[Start of section]
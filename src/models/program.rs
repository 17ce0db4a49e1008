//! Program (workshop) model.
//!
//! A program is a session that can run in a subset of the event's slots.
//! It has a capacity window `[min_places, max_places]` per running slot,
//! a limit on how many slots it may occupy, and a roster of participants
//! for each slot it actually runs in.
//!
//! Cross-entity effects (facilitator pinning, roster/participant
//! bookkeeping) live on [`Problem`](super::Problem); this type only owns
//! the program-local state.

use rand::Rng;
use serde::{Deserialize, Serialize};
use std::collections::BTreeSet;
use tracing::info;

use super::{slots, ParticipantKey, ProgramId, Slot, SLOT_COUNT};

/// Default minimum roster size when the input omits or garbles it.
pub const DEFAULT_MIN_PLACES: usize = 5;
/// Default maximum roster size when the input omits or garbles it.
pub const DEFAULT_MAX_PLACES: usize = 30;
/// Default number of slots a program may occupy.
pub const DEFAULT_MAX_OCCURRENCES: usize = 1;

/// A schedulable program.
#[derive(Debug, Clone, Serialize, Deserialize)]
pub struct Program {
    id: ProgramId,
    name: String,
    min_places: usize,
    max_places: usize,
    max_occurrences: usize,
    possible_slots: [bool; SLOT_COUNT],
    allocated_slots: [bool; SLOT_COUNT],
    roster: [BTreeSet<ParticipantKey>; SLOT_COUNT],
    facilitators: Vec<ParticipantKey>,
    continuation_slot: Option<Slot>,
    resolved: bool,
    primary_preference_count: usize,
    slot_popularity: [usize; SLOT_COUNT],
}

impl Program {
    /// Creates a program with default capacity and no possible slots.
    pub fn new(id: ProgramId, name: impl Into<String>) -> Self {
        Self {
            id,
            name: name.into(),
            min_places: DEFAULT_MIN_PLACES,
            max_places: DEFAULT_MAX_PLACES,
            max_occurrences: DEFAULT_MAX_OCCURRENCES,
            possible_slots: [false; SLOT_COUNT],
            allocated_slots: [false; SLOT_COUNT],
            roster: Default::default(),
            facilitators: Vec::new(),
            continuation_slot: None,
            resolved: false,
            primary_preference_count: 0,
            slot_popularity: [0; SLOT_COUNT],
        }
    }

    /// Sets the roster bounds.
    pub fn with_capacity(mut self, min_places: usize, max_places: usize) -> Self {
        self.min_places = min_places;
        self.max_places = max_places;
        self
    }

    /// Sets how many slots the program may occupy.
    pub fn with_max_occurrences(mut self, max_occurrences: usize) -> Self {
        self.max_occurrences = max_occurrences;
        self
    }

    /// Sets the slots the program may run in.
    pub fn with_possible_slots(mut self, possible: [bool; SLOT_COUNT]) -> Self {
        self.possible_slots = possible;
        self
    }

    /// Marks a single slot as possible.
    pub fn with_possible_slot(mut self, slot: Slot) -> Self {
        if slot < SLOT_COUNT {
            self.possible_slots[slot] = true;
        }
        self
    }

    /// Sets the slot into which attendance automatically continues.
    pub fn with_continuation_slot(mut self, slot: Slot) -> Self {
        self.continuation_slot = (slot < SLOT_COUNT).then_some(slot);
        self
    }

    pub fn id(&self) -> ProgramId {
        self.id
    }

    pub fn name(&self) -> &str {
        &self.name
    }

    pub fn min_places(&self) -> usize {
        self.min_places
    }

    pub fn max_places(&self) -> usize {
        self.max_places
    }

    pub fn max_occurrences(&self) -> usize {
        self.max_occurrences
    }

    pub fn continuation_slot(&self) -> Option<Slot> {
        self.continuation_slot
    }

    pub fn possible_slots(&self) -> [bool; SLOT_COUNT] {
        self.possible_slots
    }

    pub fn allocated_slots(&self) -> [bool; SLOT_COUNT] {
        self.allocated_slots
    }

    /// Whether the program may run in `slot`.
    #[inline]
    pub fn is_possible(&self, slot: Slot) -> bool {
        self.possible_slots[slot]
    }

    /// Whether the program has been fixed to run in `slot`.
    #[inline]
    pub fn is_allocated(&self, slot: Slot) -> bool {
        self.allocated_slots[slot]
    }

    pub fn possible_slot_count(&self) -> usize {
        self.possible_slots.iter().filter(|&&b| b).count()
    }

    pub fn allocated_slot_count(&self) -> usize {
        self.allocated_slots.iter().filter(|&&b| b).count()
    }

    /// First possible slot in index order.
    pub fn first_possible_slot(&self) -> Option<Slot> {
        slots().find(|&s| self.possible_slots[s])
    }

    /// Number of distinct slot patterns the program could take.
    ///
    /// | possible slots | occurrences | combinations |
    /// |----------------|-------------|--------------|
    /// | 1              | any         | 1            |
    /// | n              | n           | 1            |
    /// | 2              | 1           | 2            |
    /// | otherwise      |             | 3            |
    pub fn combinations(&self) -> usize {
        let possible = self.possible_slot_count();
        if possible == 1 || possible == self.max_occurrences {
            1
        } else if possible == 2 && self.max_occurrences == 1 {
            2
        } else {
            3
        }
    }

    /// Whether the roster in `slot` is below `max_places`.
    #[inline]
    pub fn has_space(&self, slot: Slot) -> bool {
        self.roster[slot].len() < self.max_places
    }

    /// Participants attending in `slot`.
    pub fn roster(&self, slot: Slot) -> &BTreeSet<ParticipantKey> {
        &self.roster[slot]
    }

    pub fn roster_len(&self, slot: Slot) -> usize {
        self.roster[slot].len()
    }

    /// Whether `participant` attends this program in any slot.
    pub fn contains(&self, participant: ParticipantKey) -> bool {
        self.roster.iter().any(|r| r.contains(&participant))
    }

    /// Roster size summed over all slots.
    pub fn total_assigned(&self) -> usize {
        self.roster.iter().map(BTreeSet::len).sum()
    }

    /// Whether some running slot has fewer than `min_places` participants.
    pub fn is_under_minimum(&self) -> bool {
        slots().any(|s| self.allocated_slots[s] && self.roster[s].len() < self.min_places)
    }

    /// Participants pinned to run this program.
    pub fn facilitators(&self) -> &[ParticipantKey] {
        &self.facilitators
    }

    pub fn is_resolved(&self) -> bool {
        self.resolved
    }

    /// Participants (from the last count) whose top pending wish is this program.
    pub fn primary_preference_count(&self) -> usize {
        self.primary_preference_count
    }

    /// Popularity of `slot` from the last popularity calculation.
    pub fn slot_popularity(&self, slot: Slot) -> usize {
        self.slot_popularity[slot]
    }

    /// Picks the most popular slot that is still open for this program.
    ///
    /// Candidates are possible, unallocated slots with roster space, and
    /// only while the occurrence budget is not yet spent. Ties keep the
    /// lowest index. When every candidate has zero popularity, a program
    /// with no running slot yet gets a uniformly random candidate; a
    /// program that already runs somewhere gets `None`.
    pub fn find_most_popular_free_and_unallocated_slot<R: Rng + ?Sized>(
        &self,
        rng: &mut R,
    ) -> Option<Slot> {
        if self.allocated_slot_count() >= self.max_occurrences {
            return None;
        }

        let open: Vec<Slot> = slots()
            .filter(|&s| self.has_space(s) && self.possible_slots[s] && !self.allocated_slots[s])
            .collect();

        let mut best: Option<Slot> = None;
        let mut best_count = 0;
        for &slot in &open {
            if self.slot_popularity[slot] > best_count {
                best = Some(slot);
                best_count = self.slot_popularity[slot];
            }
        }
        if best.is_some() {
            return best;
        }

        if self.allocated_slot_count() > 0 {
            return None;
        }
        if open.is_empty() {
            info!(program = self.id, "no open slots left");
            return None;
        }
        Some(open[rng.random_range(0..open.len())])
    }

    /// Marks `slot` as running. Returns `false` (and logs) when the slot is
    /// not possible or the program already fills all its possible slots.
    pub(crate) fn commit_slot(&mut self, slot: Slot) -> bool {
        if self.allocated_slot_count() >= self.possible_slot_count() {
            info!(
                program = self.id,
                slot = slot + 1,
                "skipping slot: program already runs in every slot it can"
            );
            return false;
        }
        if !self.possible_slots[slot] {
            info!(
                program = self.id,
                slot = slot + 1,
                "skipping slot: not possible for this program"
            );
            return false;
        }
        self.allocated_slots[slot] = true;
        true
    }

    pub(crate) fn insert_participant(&mut self, slot: Slot, participant: ParticipantKey) {
        self.roster[slot].insert(participant);
    }

    pub(crate) fn remove_participant(&mut self, slot: Slot, participant: ParticipantKey) -> bool {
        self.roster[slot].remove(&participant)
    }

    pub(crate) fn add_facilitator(&mut self, participant: ParticipantKey) {
        if !self.facilitators.contains(&participant) {
            self.facilitators.push(participant);
        }
    }

    pub(crate) fn set_resolved(&mut self) {
        self.resolved = true;
    }

    pub(crate) fn set_primary_preference_count(&mut self, count: usize) {
        self.primary_preference_count = count;
    }

    pub(crate) fn set_slot_popularity(&mut self, popularity: [usize; SLOT_COUNT]) {
        self.slot_popularity = popularity;
    }
}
[End of section]
_Exercise goal_:
Report every line from the listing above where the string "BTreeSet" can be found.

_Written answer_:
use std::collections::BTreeSet;
    roster: [BTreeSet<ParticipantKey>; SLOT_COUNT],
    pub fn roster(&self, slot: Slot) -> &BTreeSet<ParticipantKey> {
        self.roster.iter().map(BTreeSet::len).sum()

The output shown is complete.